About this exercise: Where the word "command" appears in a line below, copy the whole line.

Exercise data:
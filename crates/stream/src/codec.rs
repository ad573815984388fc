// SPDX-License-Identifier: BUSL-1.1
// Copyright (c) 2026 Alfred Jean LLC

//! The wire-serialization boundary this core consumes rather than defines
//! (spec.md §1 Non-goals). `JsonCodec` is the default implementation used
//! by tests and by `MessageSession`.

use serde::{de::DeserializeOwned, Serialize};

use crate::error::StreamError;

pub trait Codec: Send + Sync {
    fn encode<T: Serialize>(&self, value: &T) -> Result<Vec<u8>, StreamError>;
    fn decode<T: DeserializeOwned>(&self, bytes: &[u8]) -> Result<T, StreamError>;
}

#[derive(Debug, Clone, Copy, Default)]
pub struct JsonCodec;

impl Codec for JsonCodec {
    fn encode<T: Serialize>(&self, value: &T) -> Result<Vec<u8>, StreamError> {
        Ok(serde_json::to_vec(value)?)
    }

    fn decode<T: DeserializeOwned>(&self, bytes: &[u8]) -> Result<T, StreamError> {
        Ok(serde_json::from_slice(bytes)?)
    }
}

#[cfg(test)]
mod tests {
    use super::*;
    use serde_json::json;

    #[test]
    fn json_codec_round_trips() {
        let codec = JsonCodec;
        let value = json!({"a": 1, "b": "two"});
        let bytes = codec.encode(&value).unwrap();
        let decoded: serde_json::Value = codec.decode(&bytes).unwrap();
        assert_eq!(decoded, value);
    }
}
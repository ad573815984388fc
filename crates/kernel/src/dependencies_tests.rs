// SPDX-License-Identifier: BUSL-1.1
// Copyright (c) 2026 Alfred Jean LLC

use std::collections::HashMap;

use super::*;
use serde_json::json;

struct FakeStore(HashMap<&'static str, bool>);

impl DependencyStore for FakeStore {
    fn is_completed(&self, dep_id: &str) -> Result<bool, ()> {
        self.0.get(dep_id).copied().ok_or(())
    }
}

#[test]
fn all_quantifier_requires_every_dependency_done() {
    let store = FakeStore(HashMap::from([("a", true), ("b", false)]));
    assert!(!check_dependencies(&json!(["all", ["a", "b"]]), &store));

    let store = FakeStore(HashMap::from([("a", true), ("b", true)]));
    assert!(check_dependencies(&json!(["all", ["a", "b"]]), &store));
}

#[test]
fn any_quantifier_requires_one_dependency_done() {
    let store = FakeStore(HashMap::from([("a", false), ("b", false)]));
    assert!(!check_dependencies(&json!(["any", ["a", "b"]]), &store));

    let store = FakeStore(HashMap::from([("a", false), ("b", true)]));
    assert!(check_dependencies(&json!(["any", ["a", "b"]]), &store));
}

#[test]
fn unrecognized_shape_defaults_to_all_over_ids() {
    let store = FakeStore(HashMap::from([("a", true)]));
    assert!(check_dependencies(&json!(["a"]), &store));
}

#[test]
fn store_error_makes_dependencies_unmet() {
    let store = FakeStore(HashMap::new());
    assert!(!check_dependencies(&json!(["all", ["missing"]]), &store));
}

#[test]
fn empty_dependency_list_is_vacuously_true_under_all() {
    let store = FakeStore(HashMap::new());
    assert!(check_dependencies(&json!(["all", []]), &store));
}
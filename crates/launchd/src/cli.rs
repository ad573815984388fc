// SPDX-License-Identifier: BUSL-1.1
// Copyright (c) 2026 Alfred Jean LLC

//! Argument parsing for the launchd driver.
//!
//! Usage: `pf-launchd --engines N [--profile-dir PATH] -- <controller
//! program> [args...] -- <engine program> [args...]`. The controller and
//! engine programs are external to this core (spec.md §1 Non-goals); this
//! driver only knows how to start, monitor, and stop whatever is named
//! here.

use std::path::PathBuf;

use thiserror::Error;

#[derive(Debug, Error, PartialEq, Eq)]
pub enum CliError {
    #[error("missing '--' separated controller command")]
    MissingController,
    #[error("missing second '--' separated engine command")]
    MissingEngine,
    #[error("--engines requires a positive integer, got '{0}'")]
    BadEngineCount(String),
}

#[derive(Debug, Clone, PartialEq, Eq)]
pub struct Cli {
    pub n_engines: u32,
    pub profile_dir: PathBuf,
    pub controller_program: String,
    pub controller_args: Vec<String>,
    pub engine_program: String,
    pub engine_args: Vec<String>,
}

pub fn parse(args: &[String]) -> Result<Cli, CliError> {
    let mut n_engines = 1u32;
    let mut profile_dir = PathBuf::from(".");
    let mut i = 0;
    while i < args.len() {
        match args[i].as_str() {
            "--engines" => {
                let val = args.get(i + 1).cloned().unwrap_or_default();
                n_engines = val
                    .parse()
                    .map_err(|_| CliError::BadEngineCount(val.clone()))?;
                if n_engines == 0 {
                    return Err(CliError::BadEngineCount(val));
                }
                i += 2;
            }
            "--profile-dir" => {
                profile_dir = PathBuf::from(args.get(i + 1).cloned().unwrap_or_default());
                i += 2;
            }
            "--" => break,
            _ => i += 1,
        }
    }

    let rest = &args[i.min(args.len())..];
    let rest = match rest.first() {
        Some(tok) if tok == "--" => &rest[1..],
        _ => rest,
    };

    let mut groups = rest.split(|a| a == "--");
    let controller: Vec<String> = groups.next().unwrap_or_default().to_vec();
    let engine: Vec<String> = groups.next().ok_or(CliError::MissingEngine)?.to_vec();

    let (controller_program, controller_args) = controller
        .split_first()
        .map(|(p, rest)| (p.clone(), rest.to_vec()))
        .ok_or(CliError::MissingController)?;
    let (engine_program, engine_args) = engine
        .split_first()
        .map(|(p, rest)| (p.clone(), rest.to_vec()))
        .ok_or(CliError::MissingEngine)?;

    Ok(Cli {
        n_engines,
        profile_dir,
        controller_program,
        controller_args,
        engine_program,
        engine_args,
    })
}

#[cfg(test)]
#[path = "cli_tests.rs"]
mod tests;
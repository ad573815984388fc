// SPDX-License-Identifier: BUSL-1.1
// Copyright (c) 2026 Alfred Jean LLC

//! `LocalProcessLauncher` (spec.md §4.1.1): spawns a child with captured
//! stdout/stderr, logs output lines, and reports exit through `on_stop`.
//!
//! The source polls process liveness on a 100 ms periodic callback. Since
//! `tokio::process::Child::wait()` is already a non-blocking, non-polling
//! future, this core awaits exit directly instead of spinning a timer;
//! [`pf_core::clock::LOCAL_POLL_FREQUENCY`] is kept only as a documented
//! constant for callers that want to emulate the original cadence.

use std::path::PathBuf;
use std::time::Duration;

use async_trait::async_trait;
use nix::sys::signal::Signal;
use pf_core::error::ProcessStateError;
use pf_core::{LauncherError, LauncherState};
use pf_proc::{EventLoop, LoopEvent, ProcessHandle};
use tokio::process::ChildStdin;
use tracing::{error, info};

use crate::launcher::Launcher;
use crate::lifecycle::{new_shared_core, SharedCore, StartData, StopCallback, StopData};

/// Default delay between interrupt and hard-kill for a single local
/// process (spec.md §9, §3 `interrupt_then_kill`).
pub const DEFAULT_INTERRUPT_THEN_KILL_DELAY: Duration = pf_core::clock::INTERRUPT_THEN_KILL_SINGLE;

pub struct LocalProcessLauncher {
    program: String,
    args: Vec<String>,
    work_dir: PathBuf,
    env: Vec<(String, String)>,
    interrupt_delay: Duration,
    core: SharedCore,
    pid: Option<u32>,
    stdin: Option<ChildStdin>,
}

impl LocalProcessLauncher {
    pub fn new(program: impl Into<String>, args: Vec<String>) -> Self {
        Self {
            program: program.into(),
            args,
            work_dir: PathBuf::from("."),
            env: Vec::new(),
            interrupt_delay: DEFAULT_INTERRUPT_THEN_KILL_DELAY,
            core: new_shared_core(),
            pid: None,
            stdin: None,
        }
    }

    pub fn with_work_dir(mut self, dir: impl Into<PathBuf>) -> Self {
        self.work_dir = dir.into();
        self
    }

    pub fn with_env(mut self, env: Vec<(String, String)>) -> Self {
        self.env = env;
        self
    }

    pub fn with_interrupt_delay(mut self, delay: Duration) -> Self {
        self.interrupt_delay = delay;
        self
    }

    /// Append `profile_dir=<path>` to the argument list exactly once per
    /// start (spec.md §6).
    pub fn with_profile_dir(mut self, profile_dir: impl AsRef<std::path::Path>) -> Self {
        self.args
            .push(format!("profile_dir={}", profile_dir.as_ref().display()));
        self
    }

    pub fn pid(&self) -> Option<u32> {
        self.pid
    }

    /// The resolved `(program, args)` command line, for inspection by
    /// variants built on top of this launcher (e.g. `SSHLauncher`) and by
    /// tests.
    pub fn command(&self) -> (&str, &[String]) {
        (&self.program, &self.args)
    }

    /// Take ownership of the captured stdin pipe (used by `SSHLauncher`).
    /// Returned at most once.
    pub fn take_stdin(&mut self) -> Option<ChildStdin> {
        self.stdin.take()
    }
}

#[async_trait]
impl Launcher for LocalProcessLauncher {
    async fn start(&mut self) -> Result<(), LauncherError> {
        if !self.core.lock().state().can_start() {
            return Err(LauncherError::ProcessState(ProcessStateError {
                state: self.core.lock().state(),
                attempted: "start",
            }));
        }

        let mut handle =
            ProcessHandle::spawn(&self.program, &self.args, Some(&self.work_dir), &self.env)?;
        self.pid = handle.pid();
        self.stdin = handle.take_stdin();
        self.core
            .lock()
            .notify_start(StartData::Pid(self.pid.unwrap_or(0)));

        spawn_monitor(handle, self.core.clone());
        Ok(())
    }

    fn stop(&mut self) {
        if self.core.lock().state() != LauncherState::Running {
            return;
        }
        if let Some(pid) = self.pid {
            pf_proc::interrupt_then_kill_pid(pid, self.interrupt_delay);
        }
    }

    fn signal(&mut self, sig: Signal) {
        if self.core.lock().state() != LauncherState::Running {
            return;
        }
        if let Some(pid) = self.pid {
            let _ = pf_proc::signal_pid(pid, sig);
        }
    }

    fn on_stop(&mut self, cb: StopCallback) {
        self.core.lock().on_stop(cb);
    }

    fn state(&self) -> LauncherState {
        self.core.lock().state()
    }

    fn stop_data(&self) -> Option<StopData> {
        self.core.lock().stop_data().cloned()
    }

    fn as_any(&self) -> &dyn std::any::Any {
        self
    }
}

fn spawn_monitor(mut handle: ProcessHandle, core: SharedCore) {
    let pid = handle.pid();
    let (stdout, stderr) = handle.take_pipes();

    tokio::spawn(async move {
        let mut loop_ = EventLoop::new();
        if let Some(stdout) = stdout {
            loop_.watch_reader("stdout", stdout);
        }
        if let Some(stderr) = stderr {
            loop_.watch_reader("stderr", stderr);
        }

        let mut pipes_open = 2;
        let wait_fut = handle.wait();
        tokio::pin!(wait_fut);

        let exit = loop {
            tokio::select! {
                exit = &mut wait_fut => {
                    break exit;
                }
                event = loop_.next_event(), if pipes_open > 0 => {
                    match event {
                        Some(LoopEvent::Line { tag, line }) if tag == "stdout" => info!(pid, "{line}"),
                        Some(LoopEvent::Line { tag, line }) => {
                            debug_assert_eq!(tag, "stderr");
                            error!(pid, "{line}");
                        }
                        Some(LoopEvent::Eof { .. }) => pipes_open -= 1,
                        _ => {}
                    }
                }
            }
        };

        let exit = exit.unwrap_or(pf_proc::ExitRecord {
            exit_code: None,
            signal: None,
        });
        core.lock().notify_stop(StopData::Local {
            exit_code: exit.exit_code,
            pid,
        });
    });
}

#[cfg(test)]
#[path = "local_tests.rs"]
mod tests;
---
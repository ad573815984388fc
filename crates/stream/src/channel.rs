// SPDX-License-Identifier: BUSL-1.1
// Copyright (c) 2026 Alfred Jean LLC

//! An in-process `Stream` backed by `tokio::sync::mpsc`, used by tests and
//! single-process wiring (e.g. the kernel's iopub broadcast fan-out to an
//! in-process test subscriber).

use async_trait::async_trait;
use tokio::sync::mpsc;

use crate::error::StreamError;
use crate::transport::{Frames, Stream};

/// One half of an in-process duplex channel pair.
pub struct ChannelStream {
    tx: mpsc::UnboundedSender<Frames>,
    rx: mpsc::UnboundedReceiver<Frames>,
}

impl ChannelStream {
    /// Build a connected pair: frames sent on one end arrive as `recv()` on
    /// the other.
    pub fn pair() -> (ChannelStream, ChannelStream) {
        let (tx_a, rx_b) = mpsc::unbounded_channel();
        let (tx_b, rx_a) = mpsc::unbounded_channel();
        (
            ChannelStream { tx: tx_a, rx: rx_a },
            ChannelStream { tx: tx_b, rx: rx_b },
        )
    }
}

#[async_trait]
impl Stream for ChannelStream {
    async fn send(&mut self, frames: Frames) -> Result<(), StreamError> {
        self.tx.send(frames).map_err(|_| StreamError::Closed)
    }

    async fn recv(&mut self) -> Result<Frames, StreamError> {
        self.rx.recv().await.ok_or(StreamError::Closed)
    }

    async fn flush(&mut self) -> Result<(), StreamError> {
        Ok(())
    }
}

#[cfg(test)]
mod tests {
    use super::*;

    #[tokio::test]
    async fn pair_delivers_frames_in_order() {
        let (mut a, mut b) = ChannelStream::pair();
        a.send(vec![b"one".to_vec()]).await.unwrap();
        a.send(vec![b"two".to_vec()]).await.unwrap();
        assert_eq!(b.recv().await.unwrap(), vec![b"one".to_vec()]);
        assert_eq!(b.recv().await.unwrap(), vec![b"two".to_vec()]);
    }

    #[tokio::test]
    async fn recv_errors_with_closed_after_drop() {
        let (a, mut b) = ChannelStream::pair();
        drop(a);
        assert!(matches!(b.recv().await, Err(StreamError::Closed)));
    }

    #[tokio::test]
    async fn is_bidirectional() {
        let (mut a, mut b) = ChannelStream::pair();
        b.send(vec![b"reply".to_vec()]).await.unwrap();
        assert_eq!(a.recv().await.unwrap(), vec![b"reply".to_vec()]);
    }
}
* * *
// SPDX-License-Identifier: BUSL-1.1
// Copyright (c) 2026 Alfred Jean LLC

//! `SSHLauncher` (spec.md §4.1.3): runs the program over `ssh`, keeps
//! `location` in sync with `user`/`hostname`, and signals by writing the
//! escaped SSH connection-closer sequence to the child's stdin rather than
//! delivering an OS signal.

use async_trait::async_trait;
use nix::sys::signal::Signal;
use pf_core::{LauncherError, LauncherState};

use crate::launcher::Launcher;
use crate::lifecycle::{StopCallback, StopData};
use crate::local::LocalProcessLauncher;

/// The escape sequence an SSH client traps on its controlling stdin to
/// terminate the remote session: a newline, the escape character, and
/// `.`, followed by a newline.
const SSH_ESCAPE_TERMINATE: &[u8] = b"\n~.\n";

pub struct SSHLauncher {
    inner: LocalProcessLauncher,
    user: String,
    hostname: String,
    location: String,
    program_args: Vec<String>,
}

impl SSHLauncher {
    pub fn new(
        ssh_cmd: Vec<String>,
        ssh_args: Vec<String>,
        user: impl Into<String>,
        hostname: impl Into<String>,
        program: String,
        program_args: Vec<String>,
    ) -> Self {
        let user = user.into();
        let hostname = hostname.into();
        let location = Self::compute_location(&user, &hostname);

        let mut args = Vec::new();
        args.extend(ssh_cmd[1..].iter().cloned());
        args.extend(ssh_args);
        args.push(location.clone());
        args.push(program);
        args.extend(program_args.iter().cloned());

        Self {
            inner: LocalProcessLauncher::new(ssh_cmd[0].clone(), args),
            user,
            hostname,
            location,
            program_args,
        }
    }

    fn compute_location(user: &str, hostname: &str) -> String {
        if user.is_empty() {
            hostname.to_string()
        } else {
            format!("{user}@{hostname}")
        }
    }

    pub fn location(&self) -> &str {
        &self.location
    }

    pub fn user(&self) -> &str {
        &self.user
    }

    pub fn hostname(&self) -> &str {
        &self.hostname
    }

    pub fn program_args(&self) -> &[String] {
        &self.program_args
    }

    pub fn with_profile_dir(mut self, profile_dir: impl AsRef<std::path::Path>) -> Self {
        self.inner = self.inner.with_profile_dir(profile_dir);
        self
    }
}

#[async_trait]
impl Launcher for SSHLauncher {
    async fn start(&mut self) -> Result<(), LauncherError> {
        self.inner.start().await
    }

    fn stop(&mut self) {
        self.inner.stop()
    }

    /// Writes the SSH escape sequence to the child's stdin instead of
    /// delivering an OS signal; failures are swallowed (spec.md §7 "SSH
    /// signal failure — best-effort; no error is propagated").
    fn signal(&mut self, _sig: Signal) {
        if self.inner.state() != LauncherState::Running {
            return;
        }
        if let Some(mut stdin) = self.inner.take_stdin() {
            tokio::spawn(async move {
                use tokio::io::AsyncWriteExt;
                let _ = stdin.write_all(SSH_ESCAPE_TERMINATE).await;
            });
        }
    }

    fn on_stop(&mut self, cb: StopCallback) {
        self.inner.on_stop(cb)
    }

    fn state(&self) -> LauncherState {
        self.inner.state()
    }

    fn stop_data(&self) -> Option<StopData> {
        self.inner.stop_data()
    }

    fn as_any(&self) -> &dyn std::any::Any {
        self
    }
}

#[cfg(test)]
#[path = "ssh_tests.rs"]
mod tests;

Solution for this task:
    #[error("missing '--' separated controller command")]
    #[error("missing second '--' separated engine command")]
    /// The resolved `(program, args)` command line, for inspection by
    pub fn command(&self) -> (&str, &[String]) {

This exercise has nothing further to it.